# ASSIGNMENT:
Looking at the listing below, how many lines include "bytes"? Answer with the number only.

# SUPPLIED ENTRIES:
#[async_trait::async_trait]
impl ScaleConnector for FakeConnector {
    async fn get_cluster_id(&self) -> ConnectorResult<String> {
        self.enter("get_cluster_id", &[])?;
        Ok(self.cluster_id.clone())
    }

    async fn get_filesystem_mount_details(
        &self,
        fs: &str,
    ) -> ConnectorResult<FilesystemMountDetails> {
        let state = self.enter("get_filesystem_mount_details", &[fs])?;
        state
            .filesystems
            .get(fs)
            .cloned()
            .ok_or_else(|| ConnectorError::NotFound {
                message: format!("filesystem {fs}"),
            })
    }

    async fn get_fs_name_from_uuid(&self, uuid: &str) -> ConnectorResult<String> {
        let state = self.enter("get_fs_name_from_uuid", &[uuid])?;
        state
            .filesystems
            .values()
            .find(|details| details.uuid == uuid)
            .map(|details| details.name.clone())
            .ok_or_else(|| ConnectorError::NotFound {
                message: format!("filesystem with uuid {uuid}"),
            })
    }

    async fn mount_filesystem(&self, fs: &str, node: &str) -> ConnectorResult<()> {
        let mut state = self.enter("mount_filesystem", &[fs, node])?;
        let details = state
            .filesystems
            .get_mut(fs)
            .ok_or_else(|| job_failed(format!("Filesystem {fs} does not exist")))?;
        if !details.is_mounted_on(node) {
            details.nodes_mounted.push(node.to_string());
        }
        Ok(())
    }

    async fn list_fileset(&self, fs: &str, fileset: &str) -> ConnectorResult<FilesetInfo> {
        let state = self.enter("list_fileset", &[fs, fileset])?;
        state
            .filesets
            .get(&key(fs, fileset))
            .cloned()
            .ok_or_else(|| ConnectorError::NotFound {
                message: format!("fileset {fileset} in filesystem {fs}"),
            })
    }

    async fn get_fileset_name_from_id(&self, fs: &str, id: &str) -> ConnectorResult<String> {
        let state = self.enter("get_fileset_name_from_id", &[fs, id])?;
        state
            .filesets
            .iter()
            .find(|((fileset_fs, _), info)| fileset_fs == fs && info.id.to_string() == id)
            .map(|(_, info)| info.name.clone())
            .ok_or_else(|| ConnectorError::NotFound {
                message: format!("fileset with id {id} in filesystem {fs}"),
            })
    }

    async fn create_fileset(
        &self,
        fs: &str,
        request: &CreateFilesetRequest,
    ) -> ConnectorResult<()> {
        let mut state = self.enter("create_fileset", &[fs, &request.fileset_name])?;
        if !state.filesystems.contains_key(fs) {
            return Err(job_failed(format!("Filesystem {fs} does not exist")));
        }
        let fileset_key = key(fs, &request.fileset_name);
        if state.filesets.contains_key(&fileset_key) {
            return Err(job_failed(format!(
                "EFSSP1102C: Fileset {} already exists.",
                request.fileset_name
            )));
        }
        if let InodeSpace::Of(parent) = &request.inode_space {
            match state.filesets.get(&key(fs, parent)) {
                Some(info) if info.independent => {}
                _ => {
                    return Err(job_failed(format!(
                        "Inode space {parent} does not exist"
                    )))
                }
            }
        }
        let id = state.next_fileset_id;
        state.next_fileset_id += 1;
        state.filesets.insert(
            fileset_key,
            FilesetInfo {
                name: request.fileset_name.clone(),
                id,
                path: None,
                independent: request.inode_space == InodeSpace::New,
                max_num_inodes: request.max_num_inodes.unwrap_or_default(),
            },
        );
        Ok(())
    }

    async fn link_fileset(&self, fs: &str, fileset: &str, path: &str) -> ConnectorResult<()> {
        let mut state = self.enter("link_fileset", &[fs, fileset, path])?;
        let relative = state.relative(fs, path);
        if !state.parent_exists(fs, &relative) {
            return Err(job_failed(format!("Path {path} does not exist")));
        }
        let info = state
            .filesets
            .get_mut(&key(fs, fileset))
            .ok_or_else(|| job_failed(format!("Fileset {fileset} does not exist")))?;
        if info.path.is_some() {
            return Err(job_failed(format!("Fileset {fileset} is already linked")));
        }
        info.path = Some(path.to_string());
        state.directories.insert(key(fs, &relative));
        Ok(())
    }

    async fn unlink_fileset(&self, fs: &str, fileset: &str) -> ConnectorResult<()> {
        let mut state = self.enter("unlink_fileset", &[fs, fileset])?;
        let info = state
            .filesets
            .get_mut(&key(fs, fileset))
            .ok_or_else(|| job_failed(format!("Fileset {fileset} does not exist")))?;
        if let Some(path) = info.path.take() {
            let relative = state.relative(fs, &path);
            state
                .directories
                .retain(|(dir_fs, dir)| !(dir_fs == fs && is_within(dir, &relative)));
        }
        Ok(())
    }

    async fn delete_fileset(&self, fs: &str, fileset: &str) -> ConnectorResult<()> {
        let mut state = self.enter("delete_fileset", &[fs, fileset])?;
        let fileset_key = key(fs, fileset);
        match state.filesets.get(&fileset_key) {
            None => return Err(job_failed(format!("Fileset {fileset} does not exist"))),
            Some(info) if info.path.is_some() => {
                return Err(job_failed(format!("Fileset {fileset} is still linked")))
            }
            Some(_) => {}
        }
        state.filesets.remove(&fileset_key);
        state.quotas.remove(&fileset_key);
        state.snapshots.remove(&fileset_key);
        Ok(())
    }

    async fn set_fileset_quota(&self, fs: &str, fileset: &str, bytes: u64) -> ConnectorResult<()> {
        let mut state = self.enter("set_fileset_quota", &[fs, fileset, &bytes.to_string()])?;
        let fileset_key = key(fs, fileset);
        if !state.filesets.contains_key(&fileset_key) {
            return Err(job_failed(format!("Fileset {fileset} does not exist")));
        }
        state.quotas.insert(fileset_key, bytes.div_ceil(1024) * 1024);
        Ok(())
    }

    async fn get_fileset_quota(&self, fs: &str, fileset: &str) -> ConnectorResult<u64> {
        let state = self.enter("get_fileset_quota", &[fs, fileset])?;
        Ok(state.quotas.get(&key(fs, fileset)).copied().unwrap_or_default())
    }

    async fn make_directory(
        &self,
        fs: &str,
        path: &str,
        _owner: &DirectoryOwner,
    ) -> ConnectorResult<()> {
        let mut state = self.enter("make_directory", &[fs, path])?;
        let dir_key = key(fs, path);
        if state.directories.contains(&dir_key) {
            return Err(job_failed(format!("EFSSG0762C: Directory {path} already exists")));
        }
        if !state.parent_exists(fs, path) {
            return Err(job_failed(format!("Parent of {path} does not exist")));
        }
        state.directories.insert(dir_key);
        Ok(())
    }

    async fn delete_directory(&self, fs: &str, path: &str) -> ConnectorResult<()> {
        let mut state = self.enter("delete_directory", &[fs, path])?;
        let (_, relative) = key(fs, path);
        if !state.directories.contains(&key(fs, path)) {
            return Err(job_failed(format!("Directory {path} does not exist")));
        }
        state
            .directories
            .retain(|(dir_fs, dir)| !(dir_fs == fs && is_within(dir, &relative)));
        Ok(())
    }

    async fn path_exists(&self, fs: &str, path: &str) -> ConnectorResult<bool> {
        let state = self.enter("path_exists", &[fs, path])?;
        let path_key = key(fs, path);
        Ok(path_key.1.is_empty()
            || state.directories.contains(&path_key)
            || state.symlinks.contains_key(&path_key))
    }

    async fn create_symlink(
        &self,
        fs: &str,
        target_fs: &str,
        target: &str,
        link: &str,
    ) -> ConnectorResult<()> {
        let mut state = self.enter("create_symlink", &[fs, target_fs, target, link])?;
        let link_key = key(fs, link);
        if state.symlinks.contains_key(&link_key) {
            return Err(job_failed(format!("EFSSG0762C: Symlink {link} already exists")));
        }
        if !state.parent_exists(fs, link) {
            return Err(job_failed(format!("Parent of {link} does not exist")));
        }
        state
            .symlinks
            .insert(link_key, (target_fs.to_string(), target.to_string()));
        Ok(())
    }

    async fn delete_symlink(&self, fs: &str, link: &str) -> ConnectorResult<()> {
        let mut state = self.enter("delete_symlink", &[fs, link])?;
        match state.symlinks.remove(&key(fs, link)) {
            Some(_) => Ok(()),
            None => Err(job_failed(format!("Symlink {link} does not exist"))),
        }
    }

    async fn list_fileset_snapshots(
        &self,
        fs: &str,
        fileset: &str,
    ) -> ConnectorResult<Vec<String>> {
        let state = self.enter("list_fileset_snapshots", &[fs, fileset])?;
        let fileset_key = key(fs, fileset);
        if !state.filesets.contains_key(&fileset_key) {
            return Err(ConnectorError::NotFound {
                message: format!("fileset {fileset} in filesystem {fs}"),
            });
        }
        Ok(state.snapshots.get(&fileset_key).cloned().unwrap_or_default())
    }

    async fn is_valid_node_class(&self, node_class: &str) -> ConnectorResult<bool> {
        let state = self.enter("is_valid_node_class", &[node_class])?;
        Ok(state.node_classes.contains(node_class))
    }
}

# PROBLEM SOLUTION:
3